Attendees were warned that there was “something wrong about an inherent attractiveness of firms” and that, though they might be “ripe” for external investment, they were not structured for it.
Traditional partnership-style firms were advised to take a different view on what drawings should mean in order to attract “readily available capital” by focusing on providing potential external funders proof of a sensible return on investment.
Different kinds of openings could come from abroad, delegates were told, with the region’s emerging business links with BRIC economies a major growth opportunity for small and medium-sized firms.
The event heard that business links would create major legal opportunities for under-pressure firms in areas such as maritime, knowledge, tourism and wind energy.
Firms were told that with “flexibility”, “structure” and a bit of “cheek”, they could thrive, despite the challenging current climate.
However, the region’s lawyers were criticised for not working together more and being too insular, with one delegate saying bigger firms had “a duty” to help smaller firms and bring in more work to Merseyside.
During the debate, it was claimed by a number of attendees that firms in the region were flouting the ban on referral fees. It was claimed that there was “no appetite” from the SRA to enforce the ban, which was originally opposed when by the Legal Services Board when first suggested by the government.

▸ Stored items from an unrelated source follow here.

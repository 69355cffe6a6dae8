//! The shipped configuration files must stay loadable.

use std::path::PathBuf;
use std::time::Duration;

use rust_decimal_macros::dec;
use venue_arb_core::{AssetCatalog, ConfigLoader};

fn sample_path() -> PathBuf {
    PathBuf::from(env!("CARGO_MANIFEST_DIR")).join("../../config/Config.toml")
}

#[test]
fn test_sample_config_is_valid() {
    let config = ConfigLoader::load(sample_path()).unwrap();

    assert_eq!(config.scanner.min_profit_ratio, dec!(1.1));
    assert_eq!(config.poller.poll_interval, Duration::from_secs(60));
    // Every shipped venue must serve the spot REST endpoints.
    assert_eq!(config.enabled_venues().count(), config.venues.len());
    assert!(config.venues.len() >= 2);

    let catalog = AssetCatalog::from_config(&config);
    let binance = catalog.venue("Binance").unwrap();
    assert_eq!(binance.len(), config.pairs.len());
}

#[test]
fn test_dev_profile_overlay() {
    let config = ConfigLoader::load_with_profile(sample_path(), Some("dev")).unwrap();

    assert_eq!(config.scanner.min_profit_ratio, dec!(1.01));
    assert_eq!(config.poller.max_cycles, Some(5));
    assert_eq!(config.venues.len(), 2);
}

The panel also discussed the future of the traditional partnership model and what the legal sector would look like in five years’ time.
It was established that there was still space for a partnership structure because of different regulation frameworks in overseas jurisdictions which didn’t allow for the ABS model, non-lawyer partners or third-party investment.
The panel’s consensus was that the future of the legal sector would see larger businesses of all different models, with consolidation of some firms and the loss of others. They agreed that the client would drive changes to pricing and innovation and a number of speakers questioned whether lawyers were “up to the challenge” of running firms as businesses.